--- Task objective ---
Say how many lines in the listing contain the string "blend", giving the number alone.

--- Record extracts ---

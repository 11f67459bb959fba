/// Software rasterizer over a row-major RGB pixel buffer
use crate::entity::Rgb;

/// Twice-area threshold below which a triangle is drawn as a line
const DEGENERATE_EPSILON: f32 = 1e-6;

/// Point blocks cover offsets `POINT_MIN..POINT_MAX` on both axes
const POINT_MIN: i32 = -2;
const POINT_MAX: i32 = 4;

pub struct FrameBuffer {
    width: usize,
    height: usize,
    pixels: Vec<Rgb>,
}

impl FrameBuffer {
    pub fn new(width: usize, height: usize) -> Self {
        Self {
            width,
            height,
            pixels: vec![Rgb::BLACK; width * height],
        }
    }

    pub fn width(&self) -> usize {
        self.width
    }

    pub fn height(&self) -> usize {
        self.height
    }

    pub fn pixels(&self) -> &[Rgb] {
        &self.pixels
    }

    pub fn rows(&self) -> impl Iterator<Item = &[Rgb]> {
        self.pixels.chunks_exact(self.width.max(1))
    }

    pub fn clear(&mut self, color: Rgb) {
        self.pixels.fill(color);
    }

    /// Reallocate for a new size, clearing to black
    pub fn resize(&mut self, width: usize, height: usize) {
        self.width = width;
        self.height = height;
        self.pixels = vec![Rgb::BLACK; width * height];
    }

    pub fn pixel(&self, x: i32, y: i32) -> Option<Rgb> {
        self.index(x, y).map(|i| self.pixels[i])
    }

    /// Write one pixel; coordinates off the buffer are ignored
    pub fn set_pixel(&mut self, x: i32, y: i32, color: Rgb) {
        if let Some(i) = self.index(x, y) {
            self.pixels[i] = color;
        }
    }

    fn index(&self, x: i32, y: i32) -> Option<usize> {
        if x < 0 || y < 0 {
            return None;
        }
        let (x, y) = (x as usize, y as usize);
        if x >= self.width || y >= self.height {
            return None;
        }
        Some(y * self.width + x)
    }

    /// Fill a triangle given in pixel coordinates, interpolating vertex
    /// colors. Edges are inclusive.
    ///
    /// A triangle with (near) zero area is drawn as a vertical line at the
    /// first vertex's x, spanning the vertices' y range, in the first color.
    pub fn draw_triangle_color(
        &mut self,
        v0: (f32, f32),
        v1: (f32, f32),
        v2: (f32, f32),
        c0: Rgb,
        c1: Rgb,
        c2: Rgb,
    ) {
        let min_y = v0.1.min(v1.1).min(v2.1).floor() as i32;
        let max_y = v0.1.max(v1.1).max(v2.1).ceil() as i32;

        let denom = (v1.1 - v2.1) * (v0.0 - v2.0) + (v2.0 - v1.0) * (v0.1 - v2.1);
        if denom.abs() < DEGENERATE_EPSILON {
            self.draw_vertical_line(v0.0.round() as i32, min_y, max_y, c0);
            return;
        }

        // Bounding box clipped to the buffer
        let min_x = (v0.0.min(v1.0).min(v2.0).floor() as i32).max(0);
        let max_x = (v0.0.max(v1.0).max(v2.0).ceil() as i32).min(self.width as i32 - 1);
        let min_y = min_y.max(0);
        let max_y = max_y.min(self.height as i32 - 1);

        for y in min_y..=max_y {
            for x in min_x..=max_x {
                let (w0, w1, w2) = barycentric(v0, v1, v2, denom, (x as f32, y as f32));
                if w0 >= 0.0 && w1 >= 0.0 && w2 >= 0.0 {
                    self.set_pixel(x, y, blend(w0, w1, w2, c0, c1, c2));
                }
            }
        }
    }

    fn draw_vertical_line(&mut self, x: i32, y0: i32, y1: i32, color: Rgb) {
        for y in y0.max(0)..=y1.min(self.height as i32 - 1) {
            self.set_pixel(x, y, color);
        }
    }

    /// Draw a point as a small filled block so it stays visible at low
    /// resolution
    pub fn draw_point(&mut self, p: (f32, f32), color: Rgb) {
        let (cx, cy) = (p.0.round() as i32, p.1.round() as i32);
        for dy in POINT_MIN..POINT_MAX {
            for dx in POINT_MIN..POINT_MAX {
                self.set_pixel(cx + dx, cy + dy, color);
            }
        }
    }
}

/// Barycentric weights of `p`, given the precomputed twice-signed-area `denom`
fn barycentric(
    v0: (f32, f32),
    v1: (f32, f32),
    v2: (f32, f32),
    denom: f32,
    p: (f32, f32),
) -> (f32, f32, f32) {
    let w0 = ((v1.1 - v2.1) * (p.0 - v2.0) + (v2.0 - v1.0) * (p.1 - v2.1)) / denom;
    let w1 = ((v2.1 - v0.1) * (p.0 - v2.0) + (v0.0 - v2.0) * (p.1 - v2.1)) / denom;
    let w2 = 1.0 - w0 - w1;
    (w0, w1, w2)
}

fn blend(w0: f32, w1: f32, w2: f32, c0: Rgb, c1: Rgb, c2: Rgb) -> Rgb {
    let mix = |a: u8, b: u8, c: u8| {
        (w0 * a as f32 + w1 * b as f32 + w2 * c as f32)
            .round()
            .clamp(0.0, 255.0) as u8
    };
    Rgb::new(mix(c0.r, c1.r, c2.r), mix(c0.g, c1.g, c2.g), mix(c0.b, c1.b, c2.b))
}

#[cfg(test)]
mod tests {
    use super::*;

    #[test]
    fn test_set_pixel_out_of_bounds_is_noop() {
        let mut fb = FrameBuffer::new(4, 3);
        fb.set_pixel(-1, 0, Rgb::RED);
        fb.set_pixel(0, -1, Rgb::RED);
        fb.set_pixel(4, 0, Rgb::RED);
        fb.set_pixel(0, 3, Rgb::RED);
        fb.set_pixel(i32::MAX, i32::MIN, Rgb::RED);
        assert!(fb.pixels().iter().all(|&p| p == Rgb::BLACK));

        fb.set_pixel(3, 2, Rgb::RED);
        assert_eq!(fb.pixel(3, 2), Some(Rgb::RED));
        assert_eq!(fb.pixel(4, 2), None);
    }

    #[test]
    fn test_triangle_color_interpolation() {
        let mut fb = FrameBuffer::new(16, 16);
        fb.draw_triangle_color(
            (0.0, 0.0),
            (10.0, 0.0),
            (0.0, 10.0),
            Rgb::RED,
            Rgb::GREEN,
            Rgb::BLUE,
        );

        assert_eq!(fb.pixel(0, 0), Some(Rgb::RED));

        let centroid = fb.pixel(3, 3).unwrap();
        // weights are (0.4, 0.3, 0.3)
        assert_eq!(centroid.r, 102);
        assert!((76..=77).contains(&centroid.g));
        assert!((76..=77).contains(&centroid.b));

        // inclusive edges
        assert_eq!(fb.pixel(10, 0), Some(Rgb::GREEN));
        assert_eq!(fb.pixel(0, 10), Some(Rgb::BLUE));
        assert_eq!(fb.pixel(5, 5), Some(Rgb::new(0, 128, 128)));
        // outside the hypotenuse
        assert_eq!(fb.pixel(6, 6), Some(Rgb::BLACK));
    }

    #[test]
    fn test_winding_does_not_matter() {
        let mut a = FrameBuffer::new(12, 12);
        let mut b = FrameBuffer::new(12, 12);
        a.draw_triangle_color((1.0, 1.0), (9.0, 2.0), (4.0, 9.0), Rgb::WHITE, Rgb::WHITE, Rgb::WHITE);
        b.draw_triangle_color((1.0, 1.0), (4.0, 9.0), (9.0, 2.0), Rgb::WHITE, Rgb::WHITE, Rgb::WHITE);
        assert_eq!(a.pixels(), b.pixels());
        assert!(a.pixels().iter().any(|&p| p == Rgb::WHITE));
    }

    #[test]
    fn test_degenerate_triangle_draws_line() {
        let mut fb = FrameBuffer::new(10, 10);
        fb.draw_triangle_color((2.4, 1.0), (2.4, 5.0), (2.4, 3.0), Rgb::RED, Rgb::GREEN, Rgb::BLUE);
        for y in 0..10 {
            let expected = if (1..=5).contains(&y) { Rgb::RED } else { Rgb::BLACK };
            assert_eq!(fb.pixel(2, y), Some(expected));
        }
        assert_eq!(fb.pixels().iter().filter(|&&p| p != Rgb::BLACK).count(), 5);
    }

    #[test]
    fn test_offscreen_triangle_is_clipped() {
        let mut fb = FrameBuffer::new(8, 8);
        fb.draw_triangle_color((-50.0, -50.0), (100.0, -50.0), (-50.0, 100.0), Rgb::RED, Rgb::RED, Rgb::RED);
        assert!(fb.pixels().iter().all(|&p| p == Rgb::RED));
    }

    #[test]
    fn test_point_block() {
        let mut fb = FrameBuffer::new(20, 20);
        fb.draw_point((10.0, 10.0), Rgb::GREEN);
        assert_eq!(fb.pixels().iter().filter(|&&p| p == Rgb::GREEN).count(), 36);
        assert_eq!(fb.pixel(8, 8), Some(Rgb::GREEN));
        assert_eq!(fb.pixel(13, 13), Some(Rgb::GREEN));
        assert_eq!(fb.pixel(7, 10), Some(Rgb::BLACK));
        assert_eq!(fb.pixel(14, 10), Some(Rgb::BLACK));

        // partially off the edge
        fb.draw_point((0.0, 0.0), Rgb::BLUE);
        assert_eq!(fb.pixel(0, 0), Some(Rgb::BLUE));
    }

    #[test]
    fn test_clear_and_resize() {
        let mut fb = FrameBuffer::new(2, 2);
        fb.clear(Rgb::WHITE);
        assert!(fb.pixels().iter().all(|&p| p == Rgb::WHITE));
        assert_eq!(fb.rows().count(), 2);

        fb.resize(3, 1);
        assert_eq!(fb.pixels().len(), 3);
        assert_eq!(fb.pixel(2, 0), Some(Rgb::BLACK));
    }
}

--- Answer to this task ---
2